Good thing there's China. Those guys are trying to kill our kids, if you believe the media. Every week, there is another story about another Chinese-manufactured toy that has to be re-called. And their dastardly currency policy - when will the US persuade them to let the thing reflect what the US thinks it's worth? But most recently I was entertained by a couple headlines. Yahoo!'s front page ran a cover story over the weekend about satellites and how they avoid orbital collisions. Amusingly, the "sub-question" below the headline was "Will China shoot down satellites?" I guess I am so out of touch that I have missed the recent China policy of shooting down satellites** - good thing the ever-sharp editorial crew at Yahoo! was there casually to scare me out of my pants.

Also, the New York Times Sunday paper ran a story about rock concerts in China. Apparently, concerts are getting more profitable there, so stars are traveling there to perform. The photograph of the latest star to show up in China was amusing - a shot with the star at the center, on the stage in the distance, framed by massive close-ups of two police security guards. Thanks to the New York Times, I now know that concerts in China are tightly-secure affairs, and the presence of the police can overwhelm the concert itself. Never mind the state of security at public gatherings in the US - the Chinese are just so strange!

Reflecting on the stream of enemies that the US Government and media has had us all afraid of over the span of the 20th and 21st centuries, it is amusing to watch the commencement, in earnest, of the next chapter. Welcome to the China House of Horrors.

** It turns out that the Chinese have inexplicably tested a satellite missile. How much can we make of that over the next months? I can't wait to find out.

Friday, November 16, 2007

A World Diminished

The World was lessened substantially this week when scholar and Emory University Law Professor Harold J. Berman passed away in New York City. Professor Berman was a leading thinker in so many important fields, including Law and Religion, Russian Law, Chinese Law, his beloved World Law, ethics, history, culture. He was a true Renaissance Man, except that he did not just dabble in anything. He was excellent in everything he pursued. His many writings and their popularity go a long way to make that case.

But much more than what he wrote, for me, was his boundless personal energy and his pure desire to see his students fly. He was a teacher in every way. He carefully planned his lectures and his informal seminars so they were designed to bring out the best in the participants. He never retreated from difficult subjects that might have put off his audience. Instead he plowed forward until the students had become better people. He welcomed odd or left-field thinking, especially if it shed light on his topics that he had not seen before. And he profoundly respected those with whom he worked. He was far and away the single greatest influence on my education, having taught me central things about the world that I had missed throughout my youth and the plentiful opportunities in my liberal and earlier legal education.

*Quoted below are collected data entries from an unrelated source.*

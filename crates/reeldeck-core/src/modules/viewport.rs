// crates/reeldeck-core/src/modules/viewport.rs
//
// §4.7 "Viewport": `{zoomLevel, scrollOffset}` plus the derived bounds that
// depend on timeline content length and the host's track-area width. The
// host supplies those two numbers per call rather than this module holding
// a reference to TimelineModule, keeping the dependency one-directional.

use crate::broadcaster::{Broadcaster, SubscriptionId};

const MAX_ZOOM: f64 = 100.0;

#[derive(Clone, Copy, Debug, PartialEq)]
pub struct ViewportState {
    pub zoom_level: f64,
    pub scroll_offset: f64,
}

impl Default for ViewportState {
    fn default() -> Self {
        Self { zoom_level: MAX_ZOOM, scroll_offset: 0.0 }
    }
}

pub struct ViewportModule {
    state: ViewportState,
    broadcaster: Broadcaster<ViewportState>,
}

impl ViewportModule {
    pub fn new() -> Self {
        Self { state: ViewportState::default(), broadcaster: Broadcaster::new() }
    }

    pub fn state(&self) -> ViewportState {
        self.state
    }

    /// The zoom at which the full timeline content exactly fills
    /// `track_width_px`, given `base_px_per_frame` at `zoomLevel == 100`.
    pub fn min_zoom_level(content_duration_frames: i64, track_width_px: f64, base_px_per_frame: f64) -> f64 {
        if content_duration_frames <= 0 || base_px_per_frame <= 0.0 {
            return MAX_ZOOM;
        }
        let full_width_at_100 = content_duration_frames as f64 * base_px_per_frame;
        if full_width_at_100 <= track_width_px {
            return MAX_ZOOM;
        }
        (track_width_px / full_width_at_100 * MAX_ZOOM).clamp(0.0, MAX_ZOOM)
    }

    pub fn set_zoom_level(&mut self, zoom: f64, min_zoom: f64) {
        self.state.zoom_level = zoom.clamp(min_zoom, MAX_ZOOM);
        self.notify();
    }

    /// `content_duration_frames * base_px_per_frame * zoom/100 - track_width_px`,
    /// floored at 0.
    pub fn max_scroll_offset(content_duration_frames: i64, track_width_px: f64, zoom_level: f64, base_px_per_frame: f64) -> f64 {
        let content_width = content_duration_frames as f64 * base_px_per_frame * (zoom_level / MAX_ZOOM);
        (content_width - track_width_px).max(0.0)
    }

    pub fn set_scroll_offset(&mut self, offset: f64, max_offset: f64) {
        self.state.scroll_offset = offset.clamp(0.0, max_offset);
        self.notify();
    }

    pub fn subscribe(&mut self, listener: Box<dyn Fn(&ViewportState)>) -> SubscriptionId {
        self.broadcaster.subscribe(listener)
    }

    pub fn unsubscribe(&mut self, id: SubscriptionId) {
        self.broadcaster.unsubscribe(id);
    }

    fn notify(&self) {
        self.broadcaster.notify(&self.state);
    }
}

impl Default for ViewportModule {
    fn default() -> Self {
        Self::new()
    }
}

#[cfg(test)]
mod tests {
    use super::*;

    #[test]
    fn zoom_clamps_to_derived_minimum() {
        let mut viewport = ViewportModule::new();
        let min = ViewportModule::min_zoom_level(3000, 500.0, 1.0);
        viewport.set_zoom_level(1.0, min);
        assert_eq!(viewport.state().zoom_level, min);
        assert!(min < 100.0);
    }

    #[test]
    fn scroll_offset_clamps_to_derived_maximum() {
        let mut viewport = ViewportModule::new();
        let max = ViewportModule::max_scroll_offset(3000, 500.0, 100.0, 1.0);
        viewport.set_scroll_offset(100_000.0, max);
        assert_eq!(viewport.state().scroll_offset, max);
        viewport.set_scroll_offset(-5.0, max);
        assert_eq!(viewport.state().scroll_offset, 0.0);
    }

    #[test]
    fn content_shorter_than_track_width_has_no_minimum_zoom_restriction() {
        let min = ViewportModule::min_zoom_level(10, 5000.0, 1.0);
        assert_eq!(min, 100.0);
    }
}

I had not seen Professor Berman for a number of years. The last time was at his home on Martha's Vineyard. We joined a family dinner there, and the discussion was as expansive and enticing as his classes had been. The conversation was disciplined and challenging, and ultimately enlightening. All that at a picnic table over grilled steaks and apple pie. I will always treasure that memory. In this world cluttered with unimportant junk, mis-information, and lazy analysis, I will miss you dearly Hal.